A future version, should they be successful, might see them moved to holes cutout in the bottom of the cargo/seatbox, bolted thru the base of the box so the heatsinks are all on the outside, and the rest of them is inside under an access panel. Would reduce the height of the inside of the box by an inch or more, but if they're on the outboard ends, the middle would still be the same size.

Kirin gives supervisory approval,
so for now, that's done, and the HILs're easy to mount to the frame, just slip into the spot and then bolt in place. The friction-fit of the tabs against the corners holds them in place while manipulating bolts and tool, so I can use both hands for that.

Phase wires will bolt direclty to the outboard terminals with ring connectors in the final setup, but for now I'll use PP75/SB50 to ring terminal adapters on each one so that I can still easily plug in the old controllers if necessary during testing stages.

The battery wires shown aren't permanent, just to get an idea if they're long enough (should be) to do an SB50 Y-connection from the main power to each one of those. (rather than the post-mount ringterminal idea, at least for now).

Now Kirin is happy I'd finished, so she can go in (instead of staying out there to make sure I don't leave without her knowing).

Between the heat and the flies, it took several hours to do the above simple stuff, so I didn't get any of the other planned things done yet.

--mount 12v DC-DC to a heatsink and mount that to the subframe.
--wire it wtih two 12v plugs to go to each HIL unit.
--mount jacks for those on the HILs, and run the cable thru the plastic case and silicone in place.
--figure out a 3-wire throttle input jack (other than JST) to each HIL, so I can connect the Y-output from the CAv3 throttle out to them. (that uses JST, but I won't be using that on the HILs in the final setup, so want to put the final jack style on them now, and use adapter from that to JST until I can be sure of operation and take off the old controllers.) The most likely because I have them is 3.5mm phono jacks, in both male and female, from various audio stuff. Use a pigtail version, secured to the HIL exterior and cable run thru the casing just like the 12v plugs, and heatshrink or silicone for water resistance once connected up.
--some other stuff I've now forgotten that I'll remember later. ;)
The 12v DC-DC is now wired with pigtail jacks for each independent 12v output, and the input is wired to a pair of PP45s to connect to the system battery.

It's screwed to an old CPU heatsink; drilled and tapped holes for it. Had to clear the tap threads a bunch of times from the aluminum gumming them up, and still messed up one of the holes.

Cut the fins off one end of the heatsink taht sticks out beyond the DC-DC, and then drilled holes for bolts.
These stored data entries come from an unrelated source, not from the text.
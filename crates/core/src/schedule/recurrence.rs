//! Weekly recurrence rules and recurring-instance id parsing

use chrono::NaiveDateTime;
use daybook_domain::DayOfWeek;

/// Suffix length of `_YYYYMMDDTHHMMSSZ` without the underscore.
const INSTANCE_SUFFIX_LEN: usize = 16;

/// Translate weekday names into a weekly RRULE.
///
/// Names are matched case-insensitively after trimming; unknown names are
/// dropped. Codes keep the order given. Returns `None` when nothing maps.
pub fn to_weekly_rule<S: AsRef<str>>(days: &[S]) -> Option<String> {
    let codes: Vec<&'static str> = days
        .iter()
        .filter_map(|day| day.as_ref().parse::<DayOfWeek>().ok())
        .map(|day| day.code())
        .collect();

    if codes.is_empty() {
        return None;
    }

    Some(format!("RRULE:FREQ=WEEKLY;INTERVAL=1;WKST=MO;BYDAY={}", codes.join(",")))
}

/// [`to_weekly_rule`] for already-canonical days.
pub fn weekly_rule_for(days: &[DayOfWeek]) -> Option<String> {
    let labels: Vec<&str> = days.iter().map(DayOfWeek::label).collect();
    to_weekly_rule(labels.as_slice())
}

/// A calendar event id, split into its series id and (for a single
/// occurrence of a recurring series) the occurrence start.
///
/// Instance ids look like `<seriesId>_<YYYYMMDD>T<HHMMSS>Z`.
#[derive(Debug, Clone, PartialEq, Eq)]
pub struct CalendarEventRef {
    series_id: String,
    occurrence: Option<NaiveDateTime>,
}

impl CalendarEventRef {
    pub fn parse(event_id: &str) -> Self {
        match split_instance(event_id) {
            Some((series, occurrence)) => {
                Self { series_id: series.to_string(), occurrence: Some(occurrence) }
            }
            None => Self { series_id: event_id.to_string(), occurrence: None },
        }
    }

    pub fn is_instance(&self) -> bool {
        self.occurrence.is_some()
    }

    pub fn series_id(&self) -> &str {
        &self.series_id
    }

    pub fn occurrence(&self) -> Option<NaiveDateTime> {
        self.occurrence
    }
}

/// Predicate form of [`CalendarEventRef::parse`].
pub fn is_instance_id(event_id: &str) -> bool {
    split_instance(event_id).is_some()
}

fn split_instance(event_id: &str) -> Option<(&str, NaiveDateTime)> {
    let (series, suffix) = event_id.rsplit_once('_')?;
    if series.is_empty() || suffix.len() != INSTANCE_SUFFIX_LEN {
        return None;
    }

    let bytes = suffix.as_bytes();
    let shape_ok = bytes[..8].iter().all(u8::is_ascii_digit)
        && bytes[8] == b'T'
        && bytes[9..15].iter().all(u8::is_ascii_digit)
        && bytes[15] == b'Z';
    if !shape_ok {
        return None;
    }

    let occurrence = NaiveDateTime::parse_from_str(&suffix[..15], "%Y%m%dT%H%M%S").ok()?;
    Some((series, occurrence))
}
//! Forecast service - content-addressed cache in front of the generator

use std::sync::Arc;

use chrono::Utc;
use dashmap::DashMap;
use daybook_domain::constants::{DEFAULT_HISTORY_LIMIT, INSUFFICIENT_DATA_MESSAGE};
use daybook_domain::{Activity, ChatMessage, Forecast, ForecastRecord, ForecastStatus, Result};
use tokio::sync::{Mutex, MutexGuard};
use tracing::{debug, info, instrument};

use super::fingerprint::{content_hash, hash_prefix};
use super::ports::{ForecastStore, TextGenerator};
use super::prompt::{build_prompt, parse_scenarios};
use crate::conversation::MessageLog;
use crate::schedule::ScheduleStore;

type InFlight = DashMap<String, Arc<Mutex<()>>>;

/// A request's share of a user's generation lock. Dropping the last share
/// removes the user's entry, also when the owning future is cancelled.
struct InFlightSlot<'a> {
    map: &'a InFlight,
    user_id: &'a str,
    lock: Arc<Mutex<()>>,
}

impl<'a> InFlightSlot<'a> {
    fn acquire(map: &'a InFlight, user_id: &'a str) -> Self {
        let lock = Arc::clone(&map.entry(user_id.to_string()).or_default());
        Self { map, user_id, lock }
    }

    async fn lock(&self) -> MutexGuard<'_, ()> {
        self.lock.lock().await
    }
}

impl Drop for InFlightSlot<'_> {
    fn drop(&mut self) {
        // Two references left: the map's and this slot's.
        self.map.remove_if(self.user_id, |_, lock| {
            Arc::ptr_eq(lock, &self.lock) && Arc::strong_count(lock) == 2
        });
    }
}

/// Serves cached forecasts while their fingerprint still matches and
/// regenerates them otherwise
#[derive(Clone)]
pub struct ForecastService {
    schedule: Arc<dyn ScheduleStore>,
    messages: Arc<dyn MessageLog>,
    store: Arc<dyn ForecastStore>,
    generator: Arc<dyn TextGenerator>,
    history_limit: usize,
    in_flight: Arc<InFlight>,
}

impl ForecastService {
    pub fn new(
        schedule: Arc<dyn ScheduleStore>,
        messages: Arc<dyn MessageLog>,
        store: Arc<dyn ForecastStore>,
        generator: Arc<dyn TextGenerator>,
    ) -> Self {
        Self {
            schedule,
            messages,
            store,
            generator,
            history_limit: DEFAULT_HISTORY_LIMIT,
            in_flight: Arc::new(DashMap::new()),
        }
    }

    /// Number of trailing chat messages included in the prompt.
    pub fn with_history_limit(mut self, history_limit: usize) -> Self {
        self.history_limit = history_limit;
        self
    }

    /// Return the cached forecast when its hash matches the current inputs,
    /// otherwise generate, store and return a new one.
    ///
    /// Refused without touching the forecast store when both the schedule
    /// and the chat are empty.
    #[instrument(skip(self))]
    pub async fn predict(&self, user_id: &str) -> Result<Forecast> {
        let (activities, messages) = self.inputs(user_id).await?;
        if activities.is_empty() && messages.is_empty() {
            info!(user_id, "forecast refused: no schedule or chat history");
            return Ok(Forecast {
                futures: Vec::new(),
                message: Some(INSUFFICIENT_DATA_MESSAGE.to_string()),
                cached: false,
            });
        }

        let hash = content_hash(&activities, &messages)?;
        if let Some(hit) = self.cached(user_id, &hash).await? {
            return Ok(hit);
        }

        let slot = InFlightSlot::acquire(&self.in_flight, user_id);
        let _guard = slot.lock().await;
        // Another request may have regenerated while this one waited.
        let forecast = match self.cached(user_id, &hash).await? {
            Some(hit) => hit,
            None => self.regenerate(user_id, &hash, &activities, &messages).await?,
        };
        Ok(forecast)
    }

    /// Read-only staleness probe. Never generates.
    #[instrument(skip(self))]
    pub async fn status(&self, user_id: &str) -> Result<ForecastStatus> {
        let (activities, messages) = self.inputs(user_id).await?;
        let hash = content_hash(&activities, &messages)?;
        let record = self.store.load_forecast(user_id).await?;

        let has_futures = record.as_ref().is_some_and(|record| !record.data.is_empty());
        let is_stale = has_futures && record.as_ref().is_some_and(|record| record.hash != hash);

        Ok(ForecastStatus {
            is_stale,
            has_futures,
            current_hash_prefix: Some(hash_prefix(&hash)),
            stored_hash_prefix: record.map(|record| hash_prefix(&record.hash)),
        })
    }

    async fn inputs(&self, user_id: &str) -> Result<(Vec<Activity>, Vec<ChatMessage>)> {
        let activities = self.schedule.load_schedule(user_id).await?.activities;
        let messages = self.messages.load_messages(user_id).await?;
        Ok((activities, messages))
    }

    async fn cached(&self, user_id: &str, hash: &str) -> Result<Option<Forecast>> {
        let hit = self
            .store
            .load_forecast(user_id)
            .await?
            .filter(|record| record.hash == hash && !record.data.is_empty());

        Ok(hit.map(|record| {
            debug!(user_id, hash = %hash_prefix(hash), "forecast cache hit");
            Forecast { futures: record.data, message: None, cached: true }
        }))
    }

    async fn regenerate(
        &self,
        user_id: &str,
        hash: &str,
        activities: &[Activity],
        messages: &[ChatMessage],
    ) -> Result<Forecast> {
        info!(user_id, hash = %hash_prefix(hash), "forecast cache miss, generating");

        let prompt = build_prompt(activities, messages, self.history_limit);
        let completion = self.generator.generate(&prompt).await?;
        let futures = parse_scenarios(&completion)?;

        let record = ForecastRecord { data: futures, hash: hash.to_string(), timestamp: Utc::now() };
        self.store.save_forecast(user_id, &record).await?;

        Ok(Forecast { futures: record.data, message: None, cached: false })
    }
}
//! Chat transcript domain

pub mod ports;
pub mod service;

pub use ports::*;
pub use service::ConversationService;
Drilled holes for rivnuts in the subframe just left/outboard of the leftside HIL, on the front rail. Installed the rivnuts and bolted the DC-DC/heatsink to that, and then siliconed all the wiring and pins on the DC-DC (didn't do it till mounted so it wouldn't get all over my hands).

After lunch I'll be making up the external-connection parts of the wiring that goes from outside to inside the HILs:
--2-wire 12v
--3-wire serial (db-9)
--5-wire halls
--3-wire throttle
--3-wire ebrake

The DB-9 will be mounted to the casing itself, siliconed and screwed in place.

The 12v will be pigtails hanging out of the case, wire glued thru the casing with zipties on either side to prevent pulling thru.

The halls will also be a pigtail (mounted like the above) with JST to fit the JST on the motor itself. Only the left motor has halls right now (wiring not fixed on the right motor yet).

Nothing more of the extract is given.